● What the task asks
From the first line onward, reproduce the records exactly; the final line to include is the one holding "count as absent.".

● Excerpted records
%%
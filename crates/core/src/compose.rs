//! Request composition: account defaults + method defaults + user edits
//! → [`RequestSpec`].
//!
//! Composition is a pure transform and never fails. The worst outcome is an
//! empty URL, which the caller must fill in before executing; a body that is
//! not valid JSON is sent as raw text and left for the server to reject.

use std::collections::BTreeMap;

use crate::model::{AccountConfig, KeyValue, MethodConfig, Payload, RequestSpec, UserEdits};

/// Join the account and method URL overrides with exactly one slash.
///
/// - both present: `a/` + `/m` drops one slash, `a` + `m` inserts one,
///   otherwise the two are concatenated as-is
/// - one present: used verbatim
/// - neither present: empty string
///
/// Empty strings count as absent.
pub fn resolve_url(account_url: Option<&str>, method_url: Option<&str>) -> String {
    let account_url = account_url.filter(|u| !u.is_empty());
    let method_url = method_url.filter(|u| !u.is_empty());

    match (account_url, method_url) {
        (Some(base), Some(path)) => {
            let base_slash = base.ends_with('/');
            let path_slash = path.starts_with('/');
            if base_slash && path_slash {
                format!("{}{}", base, &path[1..])
            } else if !base_slash && !path_slash {
                format!("{}/{}", base, path)
            } else {
                format!("{}{}", base, path)
            }
        }
        (Some(url), None) | (None, Some(url)) => url.to_string(),
        (None, None) => String::new(),
    }
}

/// Collapse layered key/value rows into a map. Later layers (and later rows
/// within a layer) overwrite earlier ones by exact, case-sensitive key.
/// Blank-key rows are dropped.
fn collapse<'a>(layers: impl IntoIterator<Item = &'a [KeyValue]>) -> BTreeMap<String, String> {
    let mut merged = BTreeMap::new();
    for layer in layers {
        for row in layer.iter().filter(|row| !row.is_blank()) {
            merged.insert(row.key.clone(), row.value.clone());
        }
    }
    merged
}

/// Merge header rows: account defaults, then method defaults, then user rows.
pub fn merge_headers(
    account: &AccountConfig,
    method: &MethodConfig,
    user_rows: &[KeyValue],
) -> BTreeMap<String, String> {
    collapse([
        account.default_headers.as_slice(),
        method.default_headers.as_slice(),
        user_rows,
    ])
}

/// Merge query parameter rows: method defaults, then user rows.
pub fn merge_query_params(method: &MethodConfig, user_rows: &[KeyValue]) -> BTreeMap<String, String> {
    collapse([method.default_query_params.as_slice(), user_rows])
}

/// Parse an edited body. Blank text means no body; text that is not JSON is
/// kept raw.
pub fn parse_body(text: Option<&str>) -> Option<Payload> {
    text.and_then(Payload::parse)
}

/// Build a concrete request for one test invocation.
pub fn compose_request(
    account: &AccountConfig,
    method: &MethodConfig,
    edits: &UserEdits,
) -> RequestSpec {
    let url = match edits.url.as_deref().map(str::trim) {
        Some(explicit) if !explicit.is_empty() => explicit.to_string(),
        _ => resolve_url(
            account.url_override.as_deref(),
            method.url_override.as_deref(),
        ),
    };

    RequestSpec {
        verb: method.verb(),
        url,
        headers: merge_headers(account, method, &edits.headers),
        query_params: merge_query_params(method, &edits.query_params),
        body: parse_body(edits.body.as_deref()),
        pagination: edits.pagination.clone(),
    }
}

// ──────────────────────────────────────────────
// Tests
// ──────────────────────────────────────────────

#[cfg(test)]
mod tests {
    use super::*;
    use crate::model::{HttpVerb, PaginationPolicy};

    fn kv(key: &str, value: &str) -> KeyValue {
        KeyValue::new(key, value)
    }

    fn account(url: Option<&str>, headers: Vec<KeyValue>) -> AccountConfig {
        AccountConfig {
            account_id: "acct-1".to_string(),
            name: "primary".to_string(),
            url_override: url.map(str::to_string),
            default_headers: headers,
            save_data: false,
        }
    }

    fn method(url: Option<&str>) -> MethodConfig {
        MethodConfig {
            method_id: "m-1".to_string(),
            name: "list users".to_string(),
            http_verb: "GET".to_string(),
            url_override: url.map(str::to_string),
            ..Default::default()
        }
    }

    #[test]
    fn url_trailing_and_leading_slash_collapse() {
        assert_eq!(
            resolve_url(Some("https://api.x.com/"), Some("/v1/users")),
            "https://api.x.com/v1/users"
        );
    }

    #[test]
    fn url_missing_slash_is_inserted() {
        assert_eq!(
            resolve_url(Some("https://api.x.com"), Some("v1/users")),
            "https://api.x.com/v1/users"
        );
    }

    #[test]
    fn url_single_slash_concatenates() {
        assert_eq!(
            resolve_url(Some("https://api.x.com/"), Some("v1/users")),
            "https://api.x.com/v1/users"
        );
        assert_eq!(
            resolve_url(Some("https://api.x.com"), Some("/v1/users")),
            "https://api.x.com/v1/users"
        );
    }

    #[test]
    fn url_one_side_verbatim() {
        assert_eq!(resolve_url(Some("https://a.io/"), None), "https://a.io/");
        assert_eq!(resolve_url(None, Some("/v1/x")), "/v1/x");
        assert_eq!(resolve_url(Some(""), Some("/v1/x")), "/v1/x");
    }

    #[test]
    fn url_neither_side_is_empty() {
        assert_eq!(resolve_url(None, None), "");
    }

    #[test]
    fn user_header_overrides_account_default() {
        let acct = account(None, vec![kv("A", "1")]);
        let merged = merge_headers(&acct, &method(None), &[kv("A", "2")]);
        assert_eq!(merged.len(), 1);
        assert_eq!(merged.get("A").map(String::as_str), Some("2"));
    }

    #[test]
    fn duplicate_account_headers_last_wins() {
        let acct = account(None, vec![kv("X-Env", "dev"), kv("X-Env", "prod")]);
        let merged = merge_headers(&acct, &method(None), &[]);
        assert_eq!(merged.get("X-Env").map(String::as_str), Some("prod"));
    }

    #[test]
    fn header_keys_are_case_sensitive() {
        let acct = account(None, vec![kv("Accept", "text/plain")]);
        let merged = merge_headers(&acct, &method(None), &[kv("accept", "application/json")]);
        assert_eq!(merged.len(), 2);
    }

    #[test]
    fn trailing_empty_editing_row_is_not_sent() {
        let acct = account(None, vec![]);
        let merged = merge_headers(&acct, &method(None), &[kv("Auth", "t"), kv("", "")]);
        assert_eq!(merged.len(), 1);
        assert!(merged.contains_key("Auth"));
    }

    #[test]
    fn empty_key_query_rows_dropped_silently() {
        let params = merge_query_params(&method(None), &[kv("", "x"), kv("q", "rust"), kv("  ", "y")]);
        assert_eq!(params.len(), 1);
        assert_eq!(params.get("q").map(String::as_str), Some("rust"));
    }

    #[test]
    fn user_query_overrides_method_default() {
        let mut m = method(None);
        m.default_query_params = vec![kv("limit", "10"), kv("sort", "asc")];
        let params = merge_query_params(&m, &[kv("limit", "99")]);
        assert_eq!(params.get("limit").map(String::as_str), Some("99"));
        assert_eq!(params.get("sort").map(String::as_str), Some("asc"));
    }

    #[test]
    fn malformed_body_is_sent_raw() {
        assert_eq!(
            parse_body(Some("{\"a\": ")),
            Some(Payload::Raw("{\"a\": ".to_string()))
        );
        assert_eq!(parse_body(None), None);
    }

    #[test]
    fn compose_full_request() {
        let acct = account(Some("https://api.x.com/"), vec![kv("Authorization", "Bearer a")]);
        let mut m = method(Some("/v1/users"));
        m.http_verb = "post".to_string();
        let edits = UserEdits {
            headers: vec![kv("X-Trace", "1"), kv("", "")],
            query_params: vec![kv("page", "2")],
            body: Some(r#"{"name":"ada"}"#.to_string()),
            url: None,
            pagination: Some(PaginationPolicy::default()),
        };

        let spec = compose_request(&acct, &m, &edits);

        assert_eq!(spec.verb, HttpVerb::Post);
        assert_eq!(spec.url, "https://api.x.com/v1/users");
        assert_eq!(spec.headers.len(), 2);
        assert_eq!(spec.query_params.get("page").map(String::as_str), Some("2"));
        assert_eq!(
            spec.body,
            Some(Payload::Json(serde_json::json!({"name": "ada"})))
        );
        assert!(spec.active_pagination().is_some());
    }

    #[test]
    fn explicit_user_url_wins() {
        let acct = account(Some("https://api.x.com"), vec![]);
        let edits = UserEdits {
            url: Some("https://staging.x.com/v2/users".to_string()),
            ..Default::default()
        };
        let spec = compose_request(&acct, &method(Some("v1/users")), &edits);
        assert_eq!(spec.url, "https://staging.x.com/v2/users");
    }
}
%%
● Response below
filename crates/core/src/compose.rs
//! Request composition: account defaults + method defaults + user edits
//! → [`RequestSpec`].
//!
//! Composition is a pure transform and never fails. The worst outcome is an
//! empty URL, which the caller must fill in before executing; a body that is
//! not valid JSON is sent as raw text and left for the server to reject.

use std::collections::BTreeMap;

use crate::model::{AccountConfig, KeyValue, MethodConfig, Payload, RequestSpec, UserEdits};

/// Join the account and method URL overrides with exactly one slash.
///
/// - both present: `a/` + `/m` drops one slash, `a` + `m` inserts one,
///   otherwise the two are concatenated as-is
/// - one present: used verbatim
/// - neither present: empty string
///
/// Empty strings count as absent.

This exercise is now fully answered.